Re: [julia-users] Re: Strange performance issue in filling in a matrix column

2016-07-22 Thread Michael Prange
I'm new to Julia and do not know how to file a performance issue, but I am 
happy to do it. Can you point me to the right place?

Sent from my phone

> On Jul 22, 2016, at 18:09, Stefan Karpinski <ste...@karpinski.org> wrote:
> 
> Can you file a performance issue? The built-in circshift should not have 
> these performance issues.
> 
>> On Fri, Jul 22, 2016 at 4:18 PM, Michael Prange <pra...@alum.mit.edu> wrote:
>> I just discovered that Julia already has a function for circularly shifting 
>> the data in an array: circshift(A, shifts). However, its performance is 
>> worst of all. Using this new method,
>> 
>> function fill_W4!{TF}(W::Matrix{TF}, icol::Int, w::Vector{TF}, ishift::Int)
>> @assert(size(W,1) == length(w), "Dimension mismatch between W and w")
>> W[:,icol] = circshift(w,[ishift,])
>> return
>> end
>> 
>> 
>> the resulting timings are given by (with new random numbers)
>> 
>> fill_W!: 0.002918 seconds (4 allocations: 160 bytes) 
>> fill_W1!: 0.006440 seconds (10 allocations: 7.630 MB) 
>> fill_W2!: 0.009244 seconds (8 allocations: 7.630 MB, 21.61% gc time) 
>> fill_W3!: 0.002014 seconds (8 allocations: 352 bytes) 
>> fill_W4!: 0.049601 seconds (19 allocations: 30.518 MB, 3.63% gc time)
>> 
>> I would have expected the built-in method circshift to achieve the best 
>> results, but it is worst in all categories: time, allocations and memory.
>> 
>> Michael
>> 
>>> On Friday, July 22, 2016 at 2:23:16 PM UTC-4, Michael Prange wrote:
>>> Gunnar,
>>> 
>>> Thank you for your explanation of the extra allocations and the tip about 
>>> sub.
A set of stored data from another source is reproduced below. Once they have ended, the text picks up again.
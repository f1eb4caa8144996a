//! CLI module for the magic-photo binary
//!
//! This module is only available when the "cli" feature is enabled.

mod config;
#[path = "main.rs"]
mod main_impl;
mod shell;

pub use main_impl::{main, Cli, Command, EraseArgs, RemoveBgArgs};
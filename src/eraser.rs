//! Magic eraser: reconstruct painted regions of the display image

use crate::{
    config::{EditorConfig, InpaintMethod, OutputFormat},
    error::{PhotoEditError, Result},
    inpaint,
    services::{OutputFormatHandler, ERASED_FILE_NAME},
    types::{DisplayImage, EditResult, PaintMask, ProcessingMetadata},
};
use image::DynamicImage;
use instant::Instant;
use tracing::{info, instrument};

/// Runs inpainting over a painted mask and packages the JPEG download
#[derive(Debug, Clone)]
pub struct ObjectEraser {
    radius: u32,
    method: InpaintMethod,
    jpeg_quality: u8,
}

impl ObjectEraser {
    #[must_use]
    pub fn new(config: &EditorConfig) -> Self {
        Self {
            radius: config.inpaint_radius,
            method: config.inpaint_method,
            jpeg_quality: config.jpeg_quality,
        }
    }

    #[must_use]
    pub fn method(&self) -> InpaintMethod {
        self.method
    }

    #[must_use]
    pub fn radius(&self) -> u32 {
        self.radius
    }

    /// Erase the marked region of `display`
    ///
    /// The display image itself is never modified, so the same input can be
    /// erased again with a different mask.
    ///
    /// # Errors
    /// - `EmptyMask` when nothing is painted
    /// - `DimensionMismatch` when the mask does not match the display image
    /// - Inpainting or JPEG encoding failures
    #[instrument(skip_all, fields(method = %self.method, radius = self.radius))]
    pub fn erase(&self, display: &DisplayImage, mask: &PaintMask) -> Result<EditResult> {
        if mask.is_empty() {
            return Err(PhotoEditError::EmptyMask);
        }
        mask.ensure_matches(display.dimensions())?;

        let total_start = Instant::now();
        let inpaint_start = Instant::now();
        let restored = inpaint::inpaint(&display.image, mask.as_image(), self.radius, self.method)?;
        let inpainting_ms = inpaint_start.elapsed().as_millis() as u64;

        let restored = DynamicImage::ImageRgb8(restored);
        let encode_start = Instant::now();
        let artifact = OutputFormatHandler::to_artifact(
            &restored,
            OutputFormat::Jpeg,
            self.jpeg_quality,
            ERASED_FILE_NAME,
        )?;
        let image_encode_ms = encode_start.elapsed().as_millis() as u64;

        let mut metadata = ProcessingMetadata::new("erase", &self.method.to_string());
        metadata.input_format = "rgb8".to_string();
        metadata.output_format = "jpeg".to_string();
        metadata.timings.inpainting_ms = inpainting_ms;
        metadata.timings.image_encode_ms = image_encode_ms;
        metadata.timings.total_ms = total_start.elapsed().as_millis() as u64;

        info!(
            marked = mask.marked_pixels(),
            inpainting_ms, "Erased painted region"
        );

        Ok(EditResult::new(restored, artifact, metadata))
    }
}

impl Default for ObjectEraser {
    fn default() -> Self {
        Self::new(&EditorConfig::default())
    }
}

#[cfg(test)]
mod tests {
    use super::*;
    use image::{GenericImageView, GrayImage, ImageFormat, Luma, Rgb, RgbImage};

    fn display(width: u32, height: u32) -> DisplayImage {
        DisplayImage {
            image: RgbImage::from_pixel(width, height, Rgb([40, 120, 200])),
            source_dimensions: (width, height),
        }
    }

    #[test]
    fn test_empty_mask_is_rejected() {
        let eraser = ObjectEraser::default();
        let err = eraser.erase(&display(20, 10), &PaintMask::empty(20, 10)).unwrap_err();
        assert!(matches!(err, PhotoEditError::EmptyMask));
    }

    #[test]
    fn test_mismatched_mask_is_rejected() {
        let eraser = ObjectEraser::default();
        let mut mask = GrayImage::new(10, 10);
        mask.put_pixel(2, 2, Luma([255]));
        let err = eraser
            .erase(&display(20, 10), &PaintMask::from_image(mask))
            .unwrap_err();
        assert!(matches!(err, PhotoEditError::DimensionMismatch { .. }));
    }

    #[test]
    fn test_erase_produces_jpeg_of_display_size() {
        let mut image = RgbImage::from_pixel(40, 30, Rgb([40, 120, 200]));
        for y in 10..20 {
            for x in 15..25 {
                image.put_pixel(x, y, Rgb([255, 0, 0]));
            }
        }
        let display = DisplayImage {
            image,
            source_dimensions: (400, 300),
        };
        let mut mask = GrayImage::new(40, 30);
        for y in 8..22 {
            for x in 13..27 {
                mask.put_pixel(x, y, Luma([255]));
            }
        }

        let result = ObjectEraser::default()
            .erase(&display, &PaintMask::from_image(mask))
            .unwrap();

        assert_eq!(result.dimensions(), (40, 30));
        assert_eq!(result.artifact.file_name, "erased_photo.jpg");
        assert_eq!(result.artifact.mime_type, "image/jpeg");
        assert_eq!(
            image::guess_format(&result.artifact.bytes).unwrap(),
            ImageFormat::Jpeg
        );
        assert_eq!(result.metadata.operation, "erase");

        // The red patch is gone from the lossless result
        let restored = result.image.to_rgb8();
        assert_eq!(restored.get_pixel(20, 15), &Rgb([40, 120, 200]));
        let decoded = image::load_from_memory(&result.artifact.bytes).unwrap();
        assert_eq!(decoded.dimensions(), (40, 30));
    }
}
//! Segmentation backend selection strings
//!
//! The CLI and config accept `backend[:provider]` strings such as
//! `tract`, `tract:cpu`, `onnx:cuda` or `mock`.

use crate::{
    config::ExecutionProvider,
    error::{PhotoEditError, Result},
    processor::BackendType,
};

/// Information about a backend/provider combination
#[derive(Debug, Clone)]
pub struct ProviderInfo {
    pub name: String,
    pub backend_type: BackendType,
    pub execution_provider: ExecutionProvider,
    pub available: bool,
    pub description: String,
}

/// Utility for parsing and listing execution providers
pub struct ExecutionProviderManager;

impl ExecutionProviderManager {
    /// Parse a `backend[:provider]` string
    ///
    /// # Examples
    /// ```rust
    /// use magic_photo::{utils::ExecutionProviderManager, BackendType, ExecutionProvider};
    ///
    /// let (backend, provider) = ExecutionProviderManager::parse_provider_string("onnx:cuda").unwrap();
    /// assert_eq!(backend, BackendType::Onnx);
    /// assert_eq!(provider, ExecutionProvider::Cuda);
    /// ```
    ///
    /// # Errors
    /// - Unknown backend or a provider the backend does not support
    pub fn parse_provider_string(provider_str: &str) -> Result<(BackendType, ExecutionProvider)> {
        let (backend, provider) = match provider_str.split_once(':') {
            Some((backend, provider)) => (backend, Some(provider)),
            None => (provider_str, None),
        };
        let backend_type: BackendType = backend.parse()?;

        let execution_provider = match (backend_type, provider) {
            (_, None) => Self::default_provider_for_backend(backend_type),
            (BackendType::Onnx, Some("auto")) => ExecutionProvider::Auto,
            (BackendType::Onnx, Some("cuda")) => ExecutionProvider::Cuda,
            (_, Some("cpu")) => ExecutionProvider::Cpu,
            (BackendType::Onnx, Some(other)) => {
                return Err(PhotoEditError::invalid_config(format!(
                    "Unknown ONNX provider: {other}. Supported: auto, cpu, cuda"
                )));
            },
            (backend_type, Some(other)) => {
                return Err(PhotoEditError::invalid_config(format!(
                    "Unknown {backend_type} provider: {other}. Only 'cpu' is supported"
                )));
            },
        };

        Ok((backend_type, execution_provider))
    }

    /// Validate a provider string without keeping the parse result
    #[must_use]
    pub fn is_valid_provider_string(provider_str: &str) -> bool {
        Self::parse_provider_string(provider_str).is_ok()
    }

    /// Get the default provider for a given backend type
    #[must_use]
    pub fn default_provider_for_backend(backend_type: BackendType) -> ExecutionProvider {
        match backend_type {
            BackendType::Onnx => ExecutionProvider::Auto,
            BackendType::Tract | BackendType::Mock => ExecutionProvider::Cpu,
        }
    }

    /// Convert backend type and execution provider back to string
    #[must_use]
    pub fn provider_to_string(backend_type: BackendType, provider: ExecutionProvider) -> String {
        format!("{backend_type}:{provider}")
    }

    /// All combinations with availability in this build
    #[must_use]
    pub fn list_all_providers() -> Vec<ProviderInfo> {
        let mut providers = Vec::new();

        #[cfg(feature = "onnx")]
        let onnx = crate::backends::OnnxBackend::list_providers();
        #[cfg(not(feature = "onnx"))]
        let onnx: Vec<(String, bool, String)> = ["auto", "cpu", "cuda"]
            .iter()
            .map(|name| {
                (
                    (*name).to_string(),
                    false,
                    "ONNX Runtime (feature disabled)".to_string(),
                )
            })
            .collect();

        for (name, available, description) in onnx {
            if let Ok((backend_type, execution_provider)) =
                Self::parse_provider_string(&format!("onnx:{name}"))
            {
                providers.push(ProviderInfo {
                    name: format!("onnx:{name}"),
                    backend_type,
                    execution_provider,
                    available,
                    description,
                });
            }
        }

        providers.push(ProviderInfo {
            name: "tract:cpu".to_string(),
            backend_type: BackendType::Tract,
            execution_provider: ExecutionProvider::Cpu,
            available: cfg!(feature = "tract"),
            description: "Pure Rust CPU inference via Tract".to_string(),
        });

        providers.push(ProviderInfo {
            name: "mock:cpu".to_string(),
            backend_type: BackendType::Mock,
            execution_provider: ExecutionProvider::Cpu,
            available: true,
            description: "Synthetic center-weighted mask, no model required".to_string(),
        });

        providers
    }
}

#[cfg(test)]
mod tests {
    use super::*;

    #[test]
    fn test_parse_onnx_providers() {
        for (input, expected) in [
            ("onnx:auto", ExecutionProvider::Auto),
            ("onnx:cpu", ExecutionProvider::Cpu),
            ("onnx:cuda", ExecutionProvider::Cuda),
            ("onnx", ExecutionProvider::Auto),
        ] {
            let (backend, provider) = ExecutionProviderManager::parse_provider_string(input).unwrap();
            assert_eq!(backend, BackendType::Onnx);
            assert_eq!(provider, expected, "{input}");
        }
    }

    #[test]
    fn test_parse_cpu_only_backends() {
        let (backend, provider) = ExecutionProviderManager::parse_provider_string("tract").unwrap();
        assert_eq!((backend, provider), (BackendType::Tract, ExecutionProvider::Cpu));

        let (backend, _) = ExecutionProviderManager::parse_provider_string("mock:cpu").unwrap();
        assert_eq!(backend, BackendType::Mock);

        assert!(ExecutionProviderManager::parse_provider_string("tract:cuda").is_err());
        assert!(ExecutionProviderManager::parse_provider_string("mock:auto").is_err());
    }

    #[test]
    fn test_parse_invalid() {
        assert!(!ExecutionProviderManager::is_valid_provider_string("invalid"));
        assert!(!ExecutionProviderManager::is_valid_provider_string("onnx:invalid"));
        assert!(!ExecutionProviderManager::is_valid_provider_string("invalid:auto"));
    }

    #[test]
    fn test_provider_to_string() {
        assert_eq!(
            ExecutionProviderManager::provider_to_string(BackendType::Onnx, ExecutionProvider::Auto),
            "onnx:auto"
        );
        assert_eq!(
            ExecutionProviderManager::provider_to_string(BackendType::Tract, ExecutionProvider::Cpu),
            "tract:cpu"
        );
    }

    #[test]
    fn test_list_all_providers() {
        let providers = ExecutionProviderManager::list_all_providers();
        let names: Vec<&str> = providers.iter().map(|p| p.name.as_str()).collect();
        assert!(names.contains(&"onnx:auto"));
        assert!(names.contains(&"tract:cpu"));
        assert!(providers.iter().any(|p| p.name == "mock:cpu" && p.available));
    }
}
//! Tract backend for segmentation models
//!
//! Pure Rust ONNX inference with no native dependencies. CPU only.

use crate::config::EditorConfig;
use crate::error::{PhotoEditError, Result};
use crate::inference::InferenceBackend;
use crate::models::{ModelInfo, ModelManager, PreprocessingConfig};
use instant::{Duration, Instant};
use ndarray::Array4;
use tract_onnx::prelude::*;

/// Type alias for the optimized, runnable Tract model
type TractModel = RunnableModel<TypedFact, Box<dyn TypedOp>, Graph<TypedFact, Box<dyn TypedOp>>>;

/// Tract backend for running segmentation models using pure Rust inference
#[derive(Debug, Default)]
pub struct TractBackend {
    model: Option<TractModel>,
    model_manager: Option<ModelManager>,
}

impl TractBackend {
    /// List Tract execution providers with availability status and descriptions
    #[must_use]
    pub fn list_providers() -> Vec<(String, bool, String)> {
        let cpu_count = std::thread::available_parallelism()
            .map(std::num::NonZeroUsize::get)
            .unwrap_or(1);
        log::debug!(
            "Tract on {os}/{arch}, {cpu_count} CPU cores",
            os = std::env::consts::OS,
            arch = std::env::consts::ARCH
        );

        vec![(
            "cpu".to_string(),
            true,
            "Pure Rust CPU inference with no external dependencies".to_string(),
        )]
    }

    /// Create a new uninitialized Tract backend
    #[must_use]
    pub fn new() -> Self {
        Self::default()
    }

    /// Create a Tract backend with a pre-configured model manager
    #[must_use]
    pub fn with_model_manager(model_manager: ModelManager) -> Self {
        Self {
            model: None,
            model_manager: Some(model_manager),
        }
    }

    fn load_model(&mut self, config: &EditorConfig) -> Result<Duration> {
        let model_load_start = Instant::now();

        if self.model_manager.is_none() {
            self.model_manager = Some(ModelManager::from_spec(&config.model_spec)?);
        }
        let Some(model_manager) = self.model_manager.as_ref() else {
            return Err(PhotoEditError::model("No model manager available for Tract backend"));
        };

        let model_data = model_manager.load_model()?;
        let model_info = model_manager.get_info()?;
        let (_, channels, height, width) = model_info.input_shape;

        log::info!(
            "Initializing Tract backend with {} ({:.2} MB)",
            model_info.name,
            model_info.size_bytes as f64 / (1024.0 * 1024.0)
        );

        let model = onnx()
            .model_for_read(&mut std::io::Cursor::new(model_data))
            .map_err(|e| PhotoEditError::model(format!("Failed to load ONNX model: {e}")))?
            .with_input_fact(0, f32::fact([1, channels, height, width]).into())
            .map_err(|e| PhotoEditError::model(format!("Failed to set model input shape: {e}")))?
            .into_optimized()
            .map_err(|e| PhotoEditError::model(format!("Failed to optimize model: {e}")))?
            .into_runnable()
            .map_err(|e| PhotoEditError::model(format!("Failed to create runnable model: {e}")))?;

        self.model = Some(model);

        let model_load_time = model_load_start.elapsed();
        log::info!("Tract backend initialized in {}ms", model_load_time.as_millis());
        Ok(model_load_time)
    }
}

impl InferenceBackend for TractBackend {
    fn initialize(&mut self, config: &EditorConfig) -> Result<Option<Duration>> {
        if self.model.is_some() {
            return Ok(None);
        }
        self.load_model(config).map(Some)
    }

    fn infer(&mut self, input: &Array4<f32>) -> Result<Array4<f32>> {
        let model = self
            .model
            .as_ref()
            .ok_or_else(|| PhotoEditError::inference("Tract model not initialized"))?;

        log::debug!("Running Tract inference on {:?}", input.shape());
        let inference_start = Instant::now();

        let input_tensor = Tensor::from(input.clone());
        let outputs = model
            .run(tvec![input_tensor.into()])
            .map_err(|e| PhotoEditError::inference(format!("Tract inference failed: {e}")))?;

        let output_tensor = outputs
            .into_iter()
            .next()
            .ok_or_else(|| PhotoEditError::inference("No output tensor found"))?
            .into_arc_tensor();

        let output_data = output_tensor.to_array_view::<f32>().map_err(|e| {
            PhotoEditError::inference(format!("Failed to convert output tensor: {e}"))
        })?;

        let &[batch, channels, height, width] = output_data.shape() else {
            return Err(PhotoEditError::inference(format!(
                "Expected 4D output tensor, got shape {:?}",
                output_data.shape()
            )));
        };

        let output_array = Array4::from_shape_vec(
            (batch, channels, height, width),
            output_data.iter().copied().collect(),
        )
        .map_err(|e| PhotoEditError::inference(format!("Failed to reshape output tensor: {e}")))?;

        log::debug!(
            "Tract inference completed in {}ms, output {:?}",
            inference_start.elapsed().as_millis(),
            output_array.shape()
        );

        Ok(output_array)
    }

    fn input_shape(&self) -> (usize, usize, usize, usize) {
        self.model_manager
            .as_ref()
            .and_then(|manager| manager.get_info().ok())
            .map_or((1, 3, 320, 320), |info| info.input_shape)
    }

    fn output_shape(&self) -> (usize, usize, usize, usize) {
        self.model_manager
            .as_ref()
            .and_then(|manager| manager.get_info().ok())
            .map_or((1, 1, 320, 320), |info| info.output_shape)
    }

    fn get_preprocessing_config(&self) -> Result<PreprocessingConfig> {
        self.model_manager
            .as_ref()
            .ok_or_else(|| PhotoEditError::internal("Model manager not initialized"))?
            .get_preprocessing_config()
    }

    fn get_model_info(&self) -> Result<ModelInfo> {
        self.model_manager
            .as_ref()
            .ok_or_else(|| PhotoEditError::internal("Model manager not initialized"))?
            .get_info()
    }

    fn is_initialized(&self) -> bool {
        self.model.is_some()
    }

    fn name(&self) -> String {
        self.model_manager
            .as_ref()
            .and_then(|manager| manager.get_info().ok())
            .map_or_else(|| "tract".to_string(), |info| format!("tract:{}", info.name))
    }
}

#[cfg(test)]
mod tests {
    use super::*;
    use crate::models::ModelSpec;

    #[test]
    fn test_tract_backend_creation() {
        let backend = TractBackend::new();
        assert!(!backend.is_initialized());
        assert_eq!(backend.input_shape(), (1, 3, 320, 320));
        assert_eq!(backend.output_shape(), (1, 1, 320, 320));
        assert!(backend.get_model_info().is_err());
        assert!(backend.get_preprocessing_config().is_err());
        assert_eq!(backend.name(), "tract");
    }

    #[test]
    fn test_initialize_without_model_fails() {
        let mut backend = TractBackend::new();
        let config = EditorConfig::default();

        let err = backend.initialize(&config).unwrap_err();
        assert!(matches!(err, PhotoEditError::Model(_)));
        assert!(!backend.is_initialized());
    }

    #[test]
    fn test_initialize_with_invalid_model_bytes_fails() {
        let dir = tempfile::tempdir().unwrap();
        let path = dir.path().join("broken.onnx");
        std::fs::write(&path, b"this is not a protobuf").unwrap();

        let config = EditorConfig::builder()
            .model_spec(ModelSpec::from_path(&path))
            .build()
            .unwrap();
        let mut backend = TractBackend::new();

        assert!(backend.initialize(&config).is_err());
        assert!(!backend.is_initialized());
    }

    #[test]
    fn test_infer_requires_initialization() {
        let mut backend = TractBackend::new();
        let input = Array4::<f32>::zeros((1, 3, 8, 8));
        assert!(matches!(
            backend.infer(&input),
            Err(PhotoEditError::Inference(_))
        ));
    }

    #[test]
    fn test_list_providers() {
        let providers = TractBackend::list_providers();
        assert_eq!(providers.len(), 1);
        assert!(providers[0].1);
    }
}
I implemented a version with sub as fill_W3!:
>>> 
>>> function fill_W3!{TF}(W::Matrix{TF}, icol::Int, w::Vector{TF}, 
>>> ishift::Int)
>>> @assert(size(W,1) == length(w), "Dimension mismatch between W and w")
>>> W[(ishift+1):end,icol] = sub(w, 1:(length(w)-ishift))
>>> W[1:ishift,icol] = sub(w, (length(w)-ishift+1):length(w))
>>> return
>>> end
>>> 
>>> Is this what you had in mind? I reran the tests above (with new random 
>>> numbers) and had the following results:
>>> 
>>> fill_W!: 0.003234 seconds (4 allocations: 160 bytes) 
>>> fill_W1!: 0.005898 seconds (9 allocations: 7.630 MB) 
>>> fill_W2!: 0.005904 seconds (7 allocations: 7.630 MB) 
>>> fill_W3!: 0.002347 seconds (8 allocations: 352 bytes)
>>> 
>>> Using sub consistently achieves better times that fill_W!, even through it 
>>> uses twice the number of allocations than fill_W!. This seems to be the way 
>>> to go.
>>> 
>>> Michael
>>> 
>>>> On Thursday, July 21, 2016 at 5:35:47 PM UTC-4, Gunnar Farnebäck wrote:
>>>> fill_W1! allocates memory because it makes copies when constructing the 
>>>> right hand sides. fill_W2 allocates memory in order to construct the 
>>>> comprehensions (that you then discard). In both cases memory allocation 
>>>> could plausibly be avoided by a sufficiently smart compiler, but until 
>>>> Julia becomes that smart, have a look at the sub function to provide views 
>>>> instead of copies for the right hand sides of fill_W1!.
>>>> 
>>>>> On Thursday, July 21, 2016 at 5:07:34 PM UTC+2, Michael Prange wrote:
>>>>> I'm a new user, so have mercy in your responses. 
>>>>> 
>>>>> I've written a method that takes a matrix and vector as input and then 
>>>>> fills in column icol of that matrix with the vector of given values that 
>>>>> have been shifted upward by ishift indices with periodic boundary 
>>>>> conditions. To make this clear, given the matrix
>>>>> 
>>>>> W = [1  2
>>>>> 3  4
>>>>> 5  6]
>>>>> 
>>>>> the vector w = [7  8  9], icol = 2 and ishift = 1, the new value of W is 
>>>>> given by
>>>>> 
>>>>> W = [1  8
>>>>> 3  9
>>>>> 5  7]
>>>>> 
>>>>> I need a fast way of doing this for large matrices. I wrote three methods 
>>>>> that should (In my naive mind) give the same performance results, but 
>>>>> @time reports otherwise.  The method definitions and the performance 
>>>>> results are given below. Can someone teach me why the results are so 
>>>>> different? The method fill_W! is too wordy for my tastes, but the 

[julia-users] Re: Strange performance issue in filling in a matrix column

2016-07-22 Thread Michael Prange
I just discovered that Julia already has a function for circularly shifting 
the data in an array: circshift(A, shifts). However, its performance is 
worst of all. Using this new method,

function fill_W4!{TF}(W::Matrix{TF}, icol::Int, w::Vector{TF}, ishift::Int)
@assert(size(W,1) == length(w), "Dimension mismatch between W and w")
W[:,icol] = circshift(w,[ishift,])
return
end


the resulting timings are given by (with new random numbers)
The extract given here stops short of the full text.